The Wolfpack has gone on to win six of the last 14 meetings, including four of the last seven in Raleigh.
On Saturday night, NC State will perhaps need to bottle the recipe for success used by the ’98 Wolfpack to upset another powerful Florida State team that has designs on returning to the national championship picture for the first time since 1999. In other words, the Pack hopes to get a little help from the visiting team, while also channeling some execution magic from several key players on both sides of the ball.
Back in the 1990’s, Florida State was often viewed as an invincible force in some corners of the ACC. Does this FSU team possess that same swagger?
“I don’t know that because you only have evidence from five games,” said NC State head coach Tom O’Brien. “They had built their reputation over a number of years of being a top five and top 10 team. They fell on tough times the couple of years, but it certainly looks like their trajectory is heading back in that same direction. Until you do things year after year after year, that’s when you get to elite status.”
‘Elite’ is the word that best describes Florida State’s recruiting classes during the juggernaut years of the Bobby Bowden era. Now in its third year under coach Jimbo Fisher, FSU again appears to be assembling the type of speed, size, skill and depth that is required to get to the top and stay there.
While junior quarterback EJ (there are no periods in his first name) Manuel engineers an offense that is chugging out averages of 51 points and 544 yards per game, it’s the defense – especially the defensive front – that gives O’Brien and his staff the most concerns this weekend.
The Seminoles lead the ACC in scoring defense (11.4), rushing defense (72.4), total defense (200.8) and sacks (15).
Between them, defensive ends Cornellius Carradine and Bjoern Werner have combined for 13.5 sacks in five games. Making matters more urgent, NC State will be starting its fifth different combination on the offensive line in six games due to injuries. Tackles Rob Crisp (back) and Andrew Wallace (foot) will be out of action once again, while starting left guard Zach Allen is now out for the rest of the season after sustaining a foot injury in last week’s game at Miami.
When Allen departed in the second quarter last weekend, Camden Wentz was forced to move from center to guard with redshirt freshman Joe Thuney taking over at center. In just the last two weeks, R.J. Mattes has switched from left guard to left tackle, while Tyson Chandler has flipped from left tackle to the other side.

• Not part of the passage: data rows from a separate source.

//! Workspace config file source: config/config.toml and config/{env}.toml

use config::builder::DefaultState;
use config::ConfigBuilder;
use config::ConfigError;
use config::File;
use std::path::Path;

/// Selects the environment-specific workspace file.
pub const PLANS_ENV: &str = "PLANS_ENV";

/// Add workspace config files to builder.
/// Precedence: config/config.toml (base) then config/{PLANS_ENV}.toml (env-specific).
pub fn add_to_builder(
    builder: ConfigBuilder<DefaultState>,
    workspace_root: &Path,
) -> Result<ConfigBuilder<DefaultState>, ConfigError> {
    let config_dir = workspace_root.join("config");
    let env_name = std::env::var(PLANS_ENV).unwrap_or_else(|_| "development".to_string());

    let mut builder = builder;

    let base_config_path = config_dir.join("config.toml");
    if base_config_path.exists() {
        builder = builder.add_source(File::from(base_config_path).required(false));
    }

    let env_config_path = config_dir.join(format!("{}.toml", env_name));
    if env_config_path.exists() {
        builder = builder.add_source(File::from(env_config_path).required(false));
    }

    Ok(builder)
}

Even after all the musical chairs up front, NC State managed to pile up a school record for total offense with 664 yards against the Hurricanes. And with 224 yards on the ground at Miami, the Wolfpack has rushed for better than 200 yards in back-to-back games for the first time since 1998.
“Running the ball is what offensive linemen like to do,” said Mattes. “We want to pound the rock down their throat. That’s what opens up the passing game. The first few games we weren’t very productive, but things have really picked up and hopefully we’ll keep that trend going. Mike [Glennon] really likes when we’re running the ball because it gives him more time in the pocket. When we’re running the ball people are thinking less about their pass rush and more about stopping the run.”
After his first encounter with the Florida State defense last year, Glennon can certainly vouch for the value of a complimentary running attack. In what was arguably the roughest outing of his career, Glennon completed just 19-of-34 throws for 130 yards and two interceptions. On many occasions, FSU’s fierce pass rush gave him very little time to go through the progressions necessary to find an open receiver. Florida State’s 34-0 victory a year ago was every bit as dominant as the score would indicate.
Fisher believes that rattling Glennon for a second straight year will be difficult.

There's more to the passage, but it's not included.